5. Help Kids Eat Healthy and Stay Well

For the most part, teachers don’t really have a lot of control over what students eat and how much they sleep, but these things do matter when it comes to managing anxiety. Not surprisingly, a healthy diet and plenty of sleep makes a difference in how well a student is able to handle situations that could be overwhelming. It’s one of the reasons that snack and rest time were an essential part of the day when I was teaching preschool. (It probably would have benefited my older students too, even if they might not have admitted it!)

If you can find a way to work these things into your school day, they could make the difference for your kids who tend to worry. Even if you can’t control what they eat or how much sleep they get you can educate them. If you eat meals with your class, use the time to talk about healthy food choices, or wrap it into the curriculum when you can.

Often, when one of my kids is struggling, the school counselor will come and share a picture book about managing anxiety with the entire class. Some kids may not be receptive to direct, one-on-one, intervention but will respond beautifully if they know the whole class is receiving the same information. This article from Living the Fantastic Life shares some of the books we used most frequently in our classroom.

Source: Living the Fantastic Life

7. Consider Accommodations

For older students, accommodations can make all the difference. Many students struggle with performance anxiety, especially when it comes to tests. When a student is feeling anxious, their brain simply can’t function as effectively. When we can set up our tests and assignments so anxious kids are less stressed, they’ll likely perform better. Extended time and cue sheets could help kids who suffer from test anxiety. For other accommodations for kids who struggle with anxiety, check out this list from Worry Wise Kids.

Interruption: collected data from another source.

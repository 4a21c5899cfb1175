// Copyright 2026 Phillip Cloud
// Licensed under the Apache License, Version 2.0

use serde::{Deserialize, Serialize};

use crate::ids::UserId;

/// A person that can be picked. Identity is `id`; the record never changes
/// after the roster is loaded.
#[derive(Debug, Clone, PartialEq, Eq, Serialize, Deserialize)]
pub struct User {
    pub id: UserId,
    pub name: String,
    pub email: String,
    #[serde(default, skip_serializing_if = "Option::is_none")]
    pub avatar_url: Option<String>,
}

impl User {
    pub fn new(id: i64, name: impl Into<String>, email: impl Into<String>) -> Self {
        Self {
            id: UserId::new(id),
            name: name.into(),
            email: email.into(),
            avatar_url: None,
        }
    }

    pub fn with_avatar(mut self, url: impl Into<String>) -> Self {
        self.avatar_url = Some(url.into());
        self
    }

    pub fn has_avatar(&self) -> bool {
        self.avatar_url
            .as_deref()
            .is_some_and(|url| !url.trim().is_empty())
    }

    /// First letter of the first and last name words, uppercased.
    pub fn initials(&self) -> String {
        let mut words = self.name.split_whitespace();
        let first = words.next().and_then(|word| word.chars().next());
        let last = words.next_back().and_then(|word| word.chars().next());

        first
            .into_iter()
            .chain(last)
            .flat_map(char::to_uppercase)
            .collect()
    }

    /// `Name <email>`, or just the name when no email is on file.
    pub fn mailbox(&self) -> String {
        if self.email.trim().is_empty() {
            self.name.clone()
        } else {
            format!("{} <{}>", self.name, self.email)
        }
    }
}
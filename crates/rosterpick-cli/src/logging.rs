// Copyright 2026 Phillip Cloud
// Licensed under the Apache License, Version 2.0

use anyhow::{Context, Result, anyhow};
use std::fs::OpenOptions;
use std::path::PathBuf;
use std::sync::Mutex;
use tracing_subscriber::EnvFilter;

/// Where log lines go. The picker owns the terminal while it runs, so an
/// interactive session logs to a file or not at all.
#[derive(Debug, Clone, PartialEq, Eq)]
pub enum LogTarget {
    File(PathBuf),
    Stderr,
    Off,
}

impl LogTarget {
    pub fn choose(log_path: Option<PathBuf>, interactive: bool) -> Self {
        match log_path {
            Some(path) => Self::File(path),
            None if interactive => Self::Off,
            None => Self::Stderr,
        }
    }
}

/// `RUST_LOG` wins over the configured level.
fn build_filter(level: &str) -> Result<EnvFilter> {
    if let Ok(filter) = EnvFilter::try_from_default_env() {
        return Ok(filter);
    }
    EnvFilter::try_new(level).with_context(|| format!("invalid log level {level:?}"))
}

pub fn init_tracing(level: &str, target: &LogTarget) -> Result<()> {
    let builder = || -> Result<_> {
        Ok(tracing_subscriber::fmt()
            .with_env_filter(build_filter(level)?)
            .with_target(true)
            .compact())
    };

    match target {
        LogTarget::Off => Ok(()),
        LogTarget::File(path) => {
            let file = OpenOptions::new()
                .create(true)
                .append(true)
                .open(path)
                .with_context(|| {
                    format!(
                        "open log file {} -- fix [log].path or ROSTERPICK_LOG",
                        path.display()
                    )
                })?;
            builder()?
                .with_ansi(false)
                .with_writer(Mutex::new(file))
                .try_init()
                .map_err(|err| anyhow!(err))
        }
        LogTarget::Stderr => builder()?
            .with_writer(std::io::stderr)
            .try_init()
            .map_err(|err| anyhow!(err)),
    }
}
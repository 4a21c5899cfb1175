// Copyright 2026 Phillip Cloud
// Licensed under the Apache License, Version 2.0

use serde::{Deserialize, Serialize};
use std::fmt;

macro_rules! entity_id {
    ($name:ident) => {
        #[derive(
            Debug, Clone, Copy, PartialEq, Eq, PartialOrd, Ord, Hash, Serialize, Deserialize,
        )]
        #[serde(transparent)]
        pub struct $name(i64);

        impl $name {
            pub const fn new(value: i64) -> Self {
                Self(value)
            }

            pub const fn get(self) -> i64 {
                self.0
            }
        }

        impl From<i64> for $name {
            fn from(value: i64) -> Self {
                Self(value)
            }
        }

        impl fmt::Display for $name {
            fn fmt(&self, f: &mut fmt::Formatter<'_>) -> fmt::Result {
                write!(f, "{}", self.0)
            }
        }
    };
}

entity_id!(UserId);
// Copyright 2026 Phillip Cloud
// Licensed under the Apache License, Version 2.0

use anyhow::{Context, Result, bail};
use crossterm::event::{
    self, DisableMouseCapture, EnableMouseCapture, Event, KeyCode, KeyEvent, KeyEventKind,
    KeyModifiers, MouseButton, MouseEvent, MouseEventKind,
};
use crossterm::terminal::{disable_raw_mode, enable_raw_mode};
use crossterm::{execute, terminal};
use ratatui::backend::{Backend, CrosstermBackend};
use ratatui::layout::{Constraint, Direction, Layout, Position, Rect};
use ratatui::style::{Color, Modifier, Style};
use ratatui::text::{Line, Span};
use ratatui::widgets::{Block, Borders, Paragraph};
use ratatui::{Frame, Terminal};
use rosterpick_app::{
    BlurTarget, ChipView, DropdownView, HideTicket, PickerCommand, PickerEvent, PickerKey,
    PickerState, RowView, User, UserId,
};
use std::io;
use std::sync::mpsc::{self, Receiver, Sender};
use std::thread;
use std::time::Duration;
use tracing::{debug, info};
use unicode_width::UnicodeWidthStr;

const POLL_INTERVAL: Duration = Duration::from_millis(50);
const STATUS_TTL: Duration = Duration::from_secs(4);
const REMOVE_GLYPH: char = '×';
const NOT_FOUND_TEXT: &str = "User not found!!!";
const INPUT_PROMPT: &str = "› ";
const DONE_LABEL: &str = "[ Done ]";
const PICKER_TITLE: &str = "to";

/// Supplies the people the picker offers.
pub trait PickerRuntime {
    fn load_users(&mut self) -> Result<Vec<User>>;
    fn selection_confirmed(&mut self, _users: &[User]) -> Result<()> {
        Ok(())
    }
}

#[derive(Debug, Clone, PartialEq, Eq)]
pub struct PickerOptions {
    pub title: String,
    pub placeholder: String,
    pub hide_delay: Duration,
    pub dropdown_rows: u16,
}

impl Default for PickerOptions {
    fn default() -> Self {
        Self {
            title: "Select Recipient".to_owned(),
            placeholder: "Add new user...".to_owned(),
            hide_delay: Duration::from_millis(200),
            dropdown_rows: 6,
        }
    }
}

#[derive(Debug, Clone, PartialEq, Eq)]
pub enum PickerOutcome {
    Confirmed(Vec<User>),
    Aborted,
}

#[derive(Debug, Clone, Copy, PartialEq, Eq)]
pub enum InternalEvent {
    HideElapsed(HideTicket),
    ClearStatus { token: u64 },
}

#[derive(Debug, Clone, Copy, PartialEq, Eq, Default)]
enum ScreenFocus {
    #[default]
    Input,
    DoneButton,
    Nothing,
}

/// First dropdown row on screen. Moves only as far as needed to bring a row
/// into view.
#[derive(Debug, Clone, Copy, PartialEq, Eq, Default)]
pub struct DropdownViewport {
    offset: usize,
}

impl DropdownViewport {
    pub fn offset(&self) -> usize {
        self.offset
    }

    pub fn reset(&mut self) {
        self.offset = 0;
    }

    pub fn ensure_visible(&mut self, index: usize, height: usize) {
        if height == 0 {
            return;
        }
        if index < self.offset {
            self.offset = index;
        } else if index >= self.offset + height {
            self.offset = index + 1 - height;
        }
    }

    fn clamp(&mut self, len: usize, height: usize) {
        self.offset = self.offset.min(len.saturating_sub(height));
    }
}
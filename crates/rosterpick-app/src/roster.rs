// Copyright 2026 Phillip Cloud
// Licensed under the Apache License, Version 2.0

use anyhow::{Result, bail};
use std::collections::BTreeMap;

use crate::{User, UserId};

#[derive(Debug, Clone, Copy, PartialEq, Eq)]
pub enum EntryStatus {
    Available,
    Selected,
}

#[derive(Debug, Clone, PartialEq, Eq)]
struct RosterEntry {
    user: User,
    status: EntryStatus,
    // Position within the entry's current partition; bumped on every move so
    // the moved user lands at the end of its new sequence.
    stamp: u64,
}

/// Every known user, keyed by id, each tagged with the partition it belongs
/// to. `available()` and `selected()` are views over the one table, so a user
/// can never sit in both or neither.
#[derive(Debug, Clone, PartialEq, Eq, Default)]
pub struct Roster {
    entries: BTreeMap<UserId, RosterEntry>,
    next_stamp: u64,
}

impl Roster {
    pub fn new(users: impl IntoIterator<Item = User>) -> Result<Self> {
        let mut roster = Self::default();
        for user in users {
            if user.name.trim().is_empty() {
                bail!(
                    "user {} has a blank name -- give every roster entry a name and retry",
                    user.id
                );
            }
            if roster.contains(user.id) {
                bail!(
                    "duplicate user id {} -- every roster entry needs a unique id",
                    user.id
                );
            }
            let stamp = roster.bump_stamp();
            roster.entries.insert(
                user.id,
                RosterEntry {
                    user,
                    status: EntryStatus::Available,
                    stamp,
                },
            );
        }
        Ok(roster)
    }

    pub fn len(&self) -> usize {
        self.entries.len()
    }

    pub fn is_empty(&self) -> bool {
        self.entries.is_empty()
    }

    pub fn contains(&self, id: UserId) -> bool {
        self.entries.contains_key(&id)
    }

    pub fn user(&self, id: UserId) -> Option<&User> {
        self.entries.get(&id).map(|entry| &entry.user)
    }

    pub fn status(&self, id: UserId) -> Option<EntryStatus> {
        self.entries.get(&id).map(|entry| entry.status)
    }

    pub fn available(&self) -> Vec<&User> {
        self.partition(EntryStatus::Available)
    }

    pub fn selected(&self) -> Vec<&User> {
        self.partition(EntryStatus::Selected)
    }

    pub fn selected_count(&self) -> usize {
        self.entries
            .values()
            .filter(|entry| entry.status == EntryStatus::Selected)
            .count()
    }

    pub fn last_selected(&self) -> Option<&User> {
        self.entries
            .values()
            .filter(|entry| entry.status == EntryStatus::Selected)
            .max_by_key(|entry| entry.stamp)
            .map(|entry| &entry.user)
    }

    /// Moves an available user to the end of the selection. Returns false and
    /// leaves the roster untouched when `id` is unknown or already selected.
    pub fn select(&mut self, id: UserId) -> bool {
        self.transition(id, EntryStatus::Available, EntryStatus::Selected)
    }

    /// Moves a selected user to the end of the available sequence. Returns
    /// false and leaves the roster untouched when `id` is not selected.
    pub fn remove(&mut self, id: UserId) -> bool {
        self.transition(id, EntryStatus::Selected, EntryStatus::Available)
    }

    fn transition(&mut self, id: UserId, from: EntryStatus, to: EntryStatus) -> bool {
        let stamp = self.next_stamp;
        let Some(entry) = self.entries.get_mut(&id) else {
            return false;
        };
        if entry.status != from {
            return false;
        }
        entry.status = to;
        entry.stamp = stamp;
        self.next_stamp += 1;
        true
    }

    fn partition(&self, status: EntryStatus) -> Vec<&User> {
        let mut entries = self
            .entries
            .values()
            .filter(|entry| entry.status == status)
            .collect::<Vec<_>>();
        entries.sort_by_key(|entry| entry.stamp);
        entries.into_iter().map(|entry| &entry.user).collect()
    }

    fn bump_stamp(&mut self) -> u64 {
        let stamp = self.next_stamp;
        self.next_stamp += 1;
        stamp
    }
}
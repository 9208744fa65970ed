use cucumber::given;
use marketplace_engine::{
    db_types::{NewPayee, NewProduct, PayeeType},
    CatalogManagement,
};
use mkt_common::Rate;

use crate::cucumber::{market_world::MarketSystem, MarketWorld};

#[given("a fresh marketplace")]
async fn fresh_database(world: &mut MarketWorld) {
    let system = MarketSystem::new().await;
    world.system = Some(system);
}

async fn add_payee(world: &mut MarketWorld, payee_type: PayeeType, name: String, percent: Option<i64>) {
    let mut payee = NewPayee::new(name.clone());
    if let Some(p) = percent {
        payee = payee.with_rate(Rate::from_percent(p));
    }
    let payee = world.system().db.create_payee(payee_type, payee).await.expect("Error creating payee");
    world.payees.insert(name, payee.id);
}

#[given(expr = "a seller {string} with a {int}% commission rate")]
async fn seller_with_rate(world: &mut MarketWorld, name: String, percent: i64) {
    add_payee(world, PayeeType::Seller, name, Some(percent)).await;
}

#[given(expr = "a seller {string} with no commission rate")]
async fn seller_without_rate(world: &mut MarketWorld, name: String) {
    add_payee(world, PayeeType::Seller, name, None).await;
}

#[given(expr = "a delivery agent {string} with a {int}% commission rate")]
async fn agent_with_rate(world: &mut MarketWorld, name: String, percent: i64) {
    add_payee(world, PayeeType::DeliveryAgent, name, Some(percent)).await;
}

#[given(expr = "a product {string} sold by {string} with {int} in stock")]
async fn product(world: &mut MarketWorld, sku: String, seller: String, stock: i64) {
    let seller_id = world.payee(&seller);
    let product = NewProduct::new(sku.clone(), sku.clone(), seller_id).with_stock(stock);
    let product = world.catalog().add_product(product).await.expect("Error creating product");
    world.products.insert(sku, product.id);
}

#[given(expr = "the default commission rate is {int}%")]
async fn default_rate(world: &mut MarketWorld, percent: i64) {
    world.catalog().set_default_commission_rate(Rate::from_percent(percent)).await.expect("Error saving setting");
}

#[given(expr = "delivery commissions are charged at {word} per km")]
async fn distance_mode(world: &mut MarketWorld, rate: String) {
    let rate = rate.parse::<Rate>().expect("Not a valid rate");
    world.catalog().use_distance_delivery_commissions(rate).await.expect("Error saving setting");
}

Conclusions...Getting Better

I've spent my life battling anxiety, and witnessing others that I love battling it as well. I often blame myself for not realizing early enough that I had a problem; and then after realizing it, not acting quickly enough to seek treatment. Like many adults, I thought it was just something I had to deal with and that through sheer force of will or fate, I would be able to overcome it. A person with anxiety worries about worrying. Once we realize what our triggers are, we worry about them happening at times and places where we won't be able to control it. We also feel guilty about all the "ridiculous" things we have done as a result of our anxiety, and how it has impacted the people around us. As a parent, I feel particularly guilty about the ways in which I unconsciously contributed to my daughter's anxiety problem. Perhaps if I had realized what my struggle was doing to her, I could have done more to help myself, and help her as a result. What I DO know is that anxiety IS something that CAN be managed; and like all other disorders, the time to treat it is NOW...not later.